//! Scripted collaborator fakes shared by the integration tests
#![allow(dead_code)]

use std::collections::{HashMap, HashSet};
use std::sync::Arc;
use std::sync::Mutex;
use std::sync::atomic::{AtomicUsize, Ordering};
use std::time::Duration;

use async_trait::async_trait;
use serde_json::json;

use telemetry_investigator::clients::{
    AiProvider, AnalysisRequest, AnalysisResult, Column, DataSourceProvider,
    InMemorySessionManager, ProviderError, QueryResult,
};
use telemetry_investigator::investigation::prompts::CLASSIFICATION_INSTRUCTION;
use telemetry_investigator::investigation::{InMemoryRepository, InvestigationController};

/// AI fake: fixed replies for classification and planning, canned insights per query.
#[derive(Default)]
pub struct ScriptedAi {
    pub classification: Option<String>,
    pub plan: Option<String>,
    pub analysis_calls: AtomicUsize,
    pub contexts: Mutex<Vec<Option<String>>>,
    /// Query texts whose analysis returns an unparseable reply
    pub analysis_failures: HashSet<String>,
}

impl ScriptedAi {
    pub fn with_plan(plan: String) -> Self {
        Self {
            plan: Some(plan),
            ..Default::default()
        }
    }

    pub fn failing_analysis(mut self, query: &str) -> Self {
        self.analysis_failures.insert(query.to_string());
        self
    }

    pub fn analysis_count(&self) -> usize {
        self.analysis_calls.load(Ordering::SeqCst)
    }
}

#[async_trait]
impl AiProvider for ScriptedAi {
    async fn generate_response(&self, prompt: &str) -> Result<String, ProviderError> {
        let reply = if prompt.starts_with(CLASSIFICATION_INSTRUCTION) {
            &self.classification
        } else {
            &self.plan
        };
        reply.clone().ok_or(ProviderError::Unavailable)
    }

    async fn analyze_query_result(
        &self,
        request: AnalysisRequest,
    ) -> Result<AnalysisResult, ProviderError> {
        self.analysis_calls.fetch_add(1, Ordering::SeqCst);
        self.contexts.lock().unwrap().push(request.context.clone());
        if self.analysis_failures.contains(&request.original_query) {
            return Err(ProviderError::Parse(format!(
                "no JSON in analysis of '{}'",
                request.original_query
            )));
        }
        Ok(AnalysisResult::Insights {
            insights: vec![format!("{} rows inspected", request.result.row_count())],
            summary: Some(format!("{} returned {} rows", request.original_query, request.result.row_count())),
        })
    }
}

/// Telemetry fake keyed by exact query text.
#[derive(Default)]
pub struct ScriptedDataSource {
    rows: HashMap<String, usize>,
    /// Remaining failures per query; `usize::MAX` fails forever
    failures: Mutex<HashMap<String, usize>>,
    delay: Option<Duration>,
    pub calls: AtomicUsize,
}

impl ScriptedDataSource {
    pub fn new() -> Self {
        Self::default()
    }

    pub fn rows(mut self, query: &str, count: usize) -> Self {
        self.rows.insert(query.to_string(), count);
        self
    }

    pub fn failing(self, query: &str) -> Self {
        self.failing_times(query, usize::MAX)
    }

    pub fn failing_times(self, query: &str, times: usize) -> Self {
        self.failures.lock().unwrap().insert(query.to_string(), times);
        self
    }

    pub fn with_delay(mut self, delay: Duration) -> Self {
        self.delay = Some(delay);
        self
    }

    pub fn call_count(&self) -> usize {
        self.calls.load(Ordering::SeqCst)
    }
}

#[async_trait]
impl DataSourceProvider for ScriptedDataSource {
    async fn execute_query(&self, query: &str) -> Result<QueryResult, ProviderError> {
        self.calls.fetch_add(1, Ordering::SeqCst);
        if let Some(delay) = self.delay {
            tokio::time::sleep(delay).await;
        }
        {
            let mut failures = self.failures.lock().unwrap();
            if let Some(remaining) = failures.get_mut(query)
                && *remaining > 0
            {
                if *remaining != usize::MAX {
                    *remaining -= 1;
                }
                return Err(ProviderError::Request(format!("backend rejected '{}'", query)));
            }
        }
        let count = self.rows.get(query).copied().unwrap_or(1);
        Ok(QueryResult {
            columns: vec![
                Column {
                    name: "cloud_RoleName".into(),
                    data_type: "string".into(),
                },
                Column {
                    name: "count".into(),
                    data_type: "long".into(),
                },
            ],
            rows: (0..count).map(|i| vec![json!("api-gateway"), json!(i)]).collect(),
            execution_time_ms: 2,
        })
    }
}

/// One query in a scripted plan: (query text, required)
pub type QuerySpec<'a> = (&'a str, bool);

/// AI plan reply with one entry per phase.
pub fn plan_json(phases: &[&[QuerySpec]]) -> String {
    let phases: Vec<_> = phases
        .iter()
        .enumerate()
        .map(|(i, queries)| {
            json!({
                "name": format!("Phase {}", i + 1),
                "description": "scripted",
                "priority": "high",
                "estimatedTime": 60,
                "queries": queries.iter().map(|(q, required)| json!({
                    "purpose": format!("check {}", q),
                    "query": q,
                    "expectedOutcome": "rows",
                    "confidence": 0.8,
                    "required": required,
                })).collect::<Vec<_>>(),
            })
        })
        .collect();
    json!({
        "phases": phases,
        "estimatedTotalTime": 120,
        "confidence": 0.75,
        "reasoning": "scripted plan",
    })
    .to_string()
}

pub struct Harness {
    pub controller: Arc<InvestigationController>,
    pub ai: Arc<ScriptedAi>,
    pub data: Arc<ScriptedDataSource>,
    pub sessions: Arc<InMemorySessionManager>,
    pub repo: Arc<InMemoryRepository>,
}

pub fn harness(ai: ScriptedAi, data: ScriptedDataSource) -> Harness {
    let ai = Arc::new(ai);
    let data = Arc::new(data);
    let sessions = Arc::new(InMemorySessionManager::new());
    let repo = Arc::new(InMemoryRepository::new());
    let controller = InvestigationController::new(
        repo.clone(),
        ai.clone(),
        data.clone(),
        sessions.clone(),
    );
    Harness {
        controller: Arc::new(controller),
        ai,
        data,
        sessions,
        repo,
    }
}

********

• Assignment:
Using the entries above, copy out all lines that contain the string "Mutex".

• Exercise response:
use std::sync::Mutex;
    pub contexts: Mutex<Vec<Option<String>>>,
    failures: Mutex<HashMap<String, usize>>,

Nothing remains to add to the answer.